| First Author | Takahashi J | Year | 2024 |
| Journal | Cell Rep | Volume | 43 |
| Issue | 4 | Pages | 114104 |
| PubMed ID | 38602872 | Mgi Jnum | J:347771 |
| Mgi Id | MGI:7627890 | Doi | 10.1016/j.celrep.2024.114104 |
| Citation | Takahashi J, et al. (2024) Differential squamous cell fates elicited by NRF2 gain of function versus KEAP1 loss of function. Cell Rep 43(4):114104 |
| abstractText | Clinical evidence has revealed that high-level activation of NRF2 caused by somatic mutations in NRF2 (NFE2L2) is frequently detected in esophageal squamous cell carcinoma (ESCC), whereas that caused by somatic mutations in KEAP1, a negative regulator of NRF2, is not.
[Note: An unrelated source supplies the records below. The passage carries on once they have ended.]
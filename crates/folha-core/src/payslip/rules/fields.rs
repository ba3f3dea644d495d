//! Identity field extraction for Brazilian payslips.
//!
//! Every field is looked up through an ordered candidate list from
//! [`super::patterns`]; the first pattern that matches wins and a miss
//! leaves the field unset. Extraction never fails.

use super::first_match;
use super::patterns::{
    ADMISSION_DATE, COLUMN_GAP, COMPANY_NAME, COMPANY_TAX_ID, EMPLOYEE_NAME, EMPLOYEE_ROLE,
    EMPLOYEE_TAX_ID, REFERENCE_MONTH,
};

/// Scalar identity fields extracted from payslip text.
#[derive(Debug, Clone, Default, PartialEq, Eq)]
pub struct ExtractedFields {
    pub company_name: Option<String>,
    pub company_tax_id: Option<String>,
    pub employee_name: Option<String>,
    pub employee_tax_id: Option<String>,
    pub employee_role: Option<String>,
    pub admission_date: Option<String>,
    pub reference_month: Option<String>,
}

/// Extract all labeled identity fields from normalized payslip text.
pub fn extract_fields(text: &str) -> ExtractedFields {
    ExtractedFields {
        company_name: first_match(&COMPANY_NAME, text).and_then(clean_label_capture),
        company_tax_id: first_match(&COMPANY_TAX_ID, text),
        employee_name: first_match(&EMPLOYEE_NAME, text).and_then(clean_label_capture),
        employee_tax_id: first_match(&EMPLOYEE_TAX_ID, text),
        employee_role: first_match(&EMPLOYEE_ROLE, text).and_then(clean_label_capture),
        admission_date: first_match(&ADMISSION_DATE, text),
        reference_month: first_match(&REFERENCE_MONTH, text),
    }
}

/// Cut a rest-of-line capture at the first wide column gap and trim.
///
/// Labeled values often share a visual row with the next column
/// (`EMPRESA EXEMPLO LTDA   CNPJ: ...`); only the first column belongs
/// to the label.
fn clean_label_capture(raw: String) -> Option<String> {
    let cleaned = COLUMN_GAP.splitn(&raw, 2).next().unwrap_or("").trim();
    if cleaned.is_empty() {
        None
    } else {
        Some(cleaned.to_string())
    }
}
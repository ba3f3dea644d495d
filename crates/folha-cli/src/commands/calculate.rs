//! Calculate command - net-salary breakdown and insights from a salary input.

use std::fs;
use std::path::{Path, PathBuf};

use clap::Args;
use console::style;
use rust_decimal::Decimal;
use tracing::info;

use folha_core::payslip::rules::format_money;
use folha_core::{
    CountryConfig, EmploymentType, SalaryInsightResult, UserSalaryInput, generate_insight,
};

/// Arguments for the calculate command.
#[derive(Args)]
pub struct CalculateArgs {
    /// Salary input file (JSON)
    #[arg(required = true)]
    input: PathBuf,

    /// Output file (default: stdout)
    #[arg(short, long)]
    output: Option<PathBuf>,

    /// Output format
    #[arg(short, long, value_enum, default_value = "json")]
    format: super::parse::OutputFormat,

    /// Override the employment type from the input file (e.g. "clt", "pj")
    #[arg(long)]
    employment_type: Option<String>,
}

pub fn run(args: CalculateArgs, config_path: Option<&str>) -> anyhow::Result<()> {
    // Load configuration
    let config = if let Some(path) = config_path {
        let config = CountryConfig::from_file(Path::new(path))?;
        let issues = config.validate();
        if !issues.is_empty() {
            eprintln!("{}", style("Configuration issues:").yellow());
            for issue in &issues {
                eprintln!("  - {}", issue);
            }
        }
        config
    } else {
        CountryConfig::brazil()
    };

    // Check input file exists
    if !args.input.exists() {
        anyhow::bail!("Input file not found: {}", args.input.display());
    }

    let content = fs::read_to_string(&args.input)?;
    let mut input: UserSalaryInput = serde_json::from_str(&content)?;

    if let Some(raw) = &args.employment_type {
        input.employment_type = EmploymentType::from_str(raw);
    }

    info!(
        "Calculating insights for gross salary {}",
        input.gross_salary
    );

    let result = generate_insight(&input, &config);

    let output = match args.format {
        super::parse::OutputFormat::Json => serde_json::to_string_pretty(&result)?,
        super::parse::OutputFormat::Text => format_text(&result, &config.currency),
    };

    if let Some(output_path) = &args.output {
        fs::write(output_path, &output)?;
        println!(
            "{} Output written to {}",
            style("✓").green(),
            output_path.display()
        );
    } else {
        println!("{}", output);
    }

    Ok(())
}

fn format_text(result: &SalaryInsightResult, currency: &str) -> String {
    let mut output = String::new();

    output.push_str("Earnings:\n");
    output.push_str(&format!(
        "  Gross salary:     {} {}\n",
        format_money(result.gross_salary),
        currency
    ));
    output.push_str(&format!(
        "  Total earnings:   {} {}\n",
        format_money(result.total_earnings),
        currency
    ));
    output.push_str("\n");

    output.push_str("Deductions:\n");
    output.push_str(&format!(
        "  INSS ({}):      {} {}\n",
        format_rate(result.inss_rate),
        format_money(result.inss_contribution),
        currency
    ));
    output.push_str(&format!(
        "  IRRF ({}):      {} {}\n",
        format_rate(result.irrf_rate),
        format_money(result.irrf),
        currency
    ));
    output.push_str(&format!(
        "  Other:            {} {}\n",
        format_money(result.other_deductions),
        currency
    ));
    output.push_str(&format!(
        "  Total deductions: {} {}\n",
        format_money(result.total_deductions),
        currency
    ));
    output.push_str("\n");

    output.push_str(&format!(
        "Net salary: {} {} ({} of gross)\n",
        format_money(result.net_salary),
        currency,
        format_rate(result.net_to_gross_ratio)
    ));

    if !result.recommendations.is_empty() {
        output.push_str("\nRecommendations:\n");
        for recommendation in &result.recommendations {
            output.push_str(&format!("  - {}\n", recommendation.message));
        }
    }

    if !result.optimization_opportunities.is_empty() {
        output.push_str("\nOptimization opportunities:\n");
        for opportunity in &result.optimization_opportunities {
            output.push_str(&format!(
                "  - {}: ~{} {}/month\n",
                opportunity.title,
                format_money(opportunity.potential_savings),
                currency
            ));
        }
    }

    output
}

fn format_rate(rate: Decimal) -> String {
    format!("{}%", (rate * Decimal::ONE_HUNDRED).normalize())
}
Here, we aspire to generate a mouse model of NRF2-activated ESCC using the cancer-derived NRF2(L30F) mutation and cancer driver mutant TRP53(R172H). Concomitant expression of NRF2(L30F) and TRP53(R172H) results in formation of NRF2-activated ESCC-like lesions. In contrast, while squamous-cell-specific deletion of KEAP1 induces similar NRF2 hyperactivation, the loss of KEAP1 combined with expression of TRP53(R172H) does not elicit the formation of ESCC-like lesions. Instead, KEAP1-deleted cells disappear from the esophageal epithelium over time. These findings demonstrate that, while cellular NRF2 levels are similarly induced, NRF2 gain of function and KEAP1 loss of function elicits distinct fates of squamous cells. The NRF2(L30F) mutant mouse model developed here will be instrumental in elucidating the mechanistic basis leading to NRF2-activated ESCC. |